### Exercise aim
Should a line in the entries below contain "errors", return that line.

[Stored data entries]

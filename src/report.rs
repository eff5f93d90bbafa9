//! Post-run reporting: counts, spot checks, the error list, and file size.
//!
//! Nothing here feeds back into loading; it only reads the [`RunSummary`] and
//! queries the finished database.

use std::{fmt::Write as _, fs, path::Path, str::FromStr};

use anyhow::{Result, anyhow};
use rusqlite::{Connection, types::ValueRef};

use crate::{ddl::quote_identifier, loader::RunSummary, table};

pub const DEFAULT_ERROR_LIMIT: usize = 15;
const SAMPLE_WIDTH: usize = 50;

pub const DEFAULT_SPOT_CHECKS: &[(&str, &str)] = &[
    ("HNO_INFO", "PAT_ENC_CSN_ID"),
    ("ARPB_VISITS", "PRIM_ENC_CSN_ID"),
    ("ARPB_TRANSACTIONS", "AMOUNT"),
    ("PATIENT", "PAT_NAME"),
    ("ALLERGY", "ALLERGEN_ID"),
    ("ORDER_RESULTS", "ORD_VALUE"),
    ("PATIENT_2", "PAT_ID"),
];

/// A `TABLE.COLUMN` pair whose population is checked after a run.
#[derive(Debug, Clone, PartialEq, Eq)]
pub struct SpotCheck {
    pub table: String,
    pub column: String,
}

impl SpotCheck {
    pub fn new(table: &str, column: &str) -> Self {
        Self {
            table: table.to_string(),
            column: column.to_string(),
        }
    }

    pub fn defaults() -> Vec<Self> {
        DEFAULT_SPOT_CHECKS
            .iter()
            .map(|(table, column)| Self::new(table, column))
            .collect()
    }
}

impl FromStr for SpotCheck {
    type Err = anyhow::Error;

    fn from_str(value: &str) -> Result<Self> {
        let (table, column) = value
            .trim()
            .split_once('.')
            .ok_or_else(|| anyhow!("Spot check '{value}' must look like TABLE.COLUMN"))?;
        if table.is_empty() || column.is_empty() {
            return Err(anyhow!("Spot check '{value}' must look like TABLE.COLUMN"));
        }
        Ok(Self::new(table, column))
    }
}

#[derive(Debug, Clone, PartialEq, Eq)]
pub enum SpotCheckResult {
    Counted {
        non_null: i64,
        total: i64,
        sample: Option<String>,
    },
    Failed(String),
}

pub fn run_spot_check(conn: &Connection, check: &SpotCheck) -> SpotCheckResult {
    match query_spot_check(conn, check) {
        Ok(result) => result,
        Err(err) => SpotCheckResult::Failed(err.to_string()),
    }
}

fn query_spot_check(conn: &Connection, check: &SpotCheck) -> rusqlite::Result<SpotCheckResult> {
    let table = quote_identifier(&check.table);
    let column = quote_identifier(&check.column);
    let populated = format!("{column} IS NOT NULL AND {column} != ''");

    let total: i64 = conn.query_row(&format!("SELECT COUNT(*) FROM {table}"), [], |row| {
        row.get(0)
    })?;
    let non_null: i64 = conn.query_row(
        &format!("SELECT COUNT(*) FROM {table} WHERE {populated}"),
        [],
        |row| row.get(0),
    )?;
    let mut stmt = conn.prepare(&format!(
        "SELECT {column} FROM {table} WHERE {populated} LIMIT 1"
    ))?;
    let mut rows = stmt.query([])?;
    let sample = match rows.next()? {
        Some(row) => Some(render_sample(row.get_ref(0)?)),
        None => None,
    };
    Ok(SpotCheckResult::Counted {
        non_null,
        total,
        sample,
    })
}

fn render_sample(value: ValueRef<'_>) -> String {
    let text = match value {
        ValueRef::Null => "None".to_string(),
        ValueRef::Integer(i) => i.to_string(),
        ValueRef::Real(f) => f.to_string(),
        ValueRef::Text(bytes) | ValueRef::Blob(bytes) => {
            String::from_utf8_lossy(bytes).into_owned()
        }
    };
    text.chars().take(SAMPLE_WIDTH).collect()
}

pub fn count_tables(conn: &Connection) -> rusqlite::Result<i64> {
    conn.query_row(
        "SELECT COUNT(*) FROM sqlite_master WHERE type = 'table'",
        [],
        |row| row.get(0),
    )
}

pub fn render_spot_checks(conn: &Connection, checks: &[SpotCheck]) -> String {
    let headers = vec![
        "check".to_string(),
        "populated".to_string(),
        "sample".to_string(),
    ];
    let rows = checks
        .iter()
        .map(|check| {
            let label = format!("{}.{}", check.table, check.column);
            match run_spot_check(conn, check) {
                SpotCheckResult::Counted {
                    non_null,
                    total,
                    sample,
                } => vec![
                    label,
                    format!("{non_null}/{total}"),
                    sample.unwrap_or_else(|| "N/A".to_string()),
                ],
                SpotCheckResult::Failed(message) => vec![label, "ERROR".to_string(), message],
            }
        })
        .collect::<Vec<_>>();
    table::render_table(&headers, &rows)
}

pub fn render_errors(errors: &[&str], limit: usize) -> String {
    let mut output = String::new();
    if errors.is_empty() {
        return output;
    }
    let _ = writeln!(output, "Errors ({}):", errors.len());
    for error in errors.iter().take(limit) {
        let _ = writeln!(output, "  {error}");
    }
    if errors.len() > limit {
        let _ = writeln!(output, "  ... and {} more", errors.len() - limit);
    }
    output
}

pub fn render_summary(
    summary: &RunSummary,
    conn: &Connection,
    checks: &[SpotCheck],
    error_limit: usize,
) -> Result<String> {
    let mut output = String::new();
    let _ = writeln!(output, "Files discovered: {}", summary.files_discovered);
    let _ = writeln!(output, "Tables created: {}", count_tables(conn)?);
    let _ = writeln!(output, "Tables OK: {}", summary.tables_ok());
    let _ = writeln!(output, "Total rows: {}", summary.rows_inserted());
    if summary.rows_rejected() > 0 {
        let _ = writeln!(output, "Rows rejected: {}", summary.rows_rejected());
    }

    if !checks.is_empty() {
        let _ = writeln!(output, "\n=== Spot checks ===");
        output.push_str(&render_spot_checks(conn, checks));
    }

    let errors = summary.errors();
    if !errors.is_empty() {
        output.push('\n');
        output.push_str(&render_errors(&errors, error_limit));
    }

    Ok(output)
}

/// Size line for the finished database. Call after the connection is closed
/// so the write-ahead log has been folded into the main file.
pub fn render_database_size(database: &Path) -> String {
    let size = fs::metadata(database).map(|m| m.len()).unwrap_or(0);
    format!(
        "\nDatabase: {} ({:.0} KB)\n",
        database.display(),
        size as f64 / 1024.0
    )
}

### Result of the task
pub fn render_errors(errors: &[&str], limit: usize) -> String {
    if errors.is_empty() {
    let _ = writeln!(output, "Errors ({}):", errors.len());
    for error in errors.iter().take(limit) {
    if errors.len() > limit {
        let _ = writeln!(output, "  ... and {} more", errors.len() - limit);
    let errors = summary.errors();
    if !errors.is_empty() {
        output.push_str(&render_errors(&errors, error_limit));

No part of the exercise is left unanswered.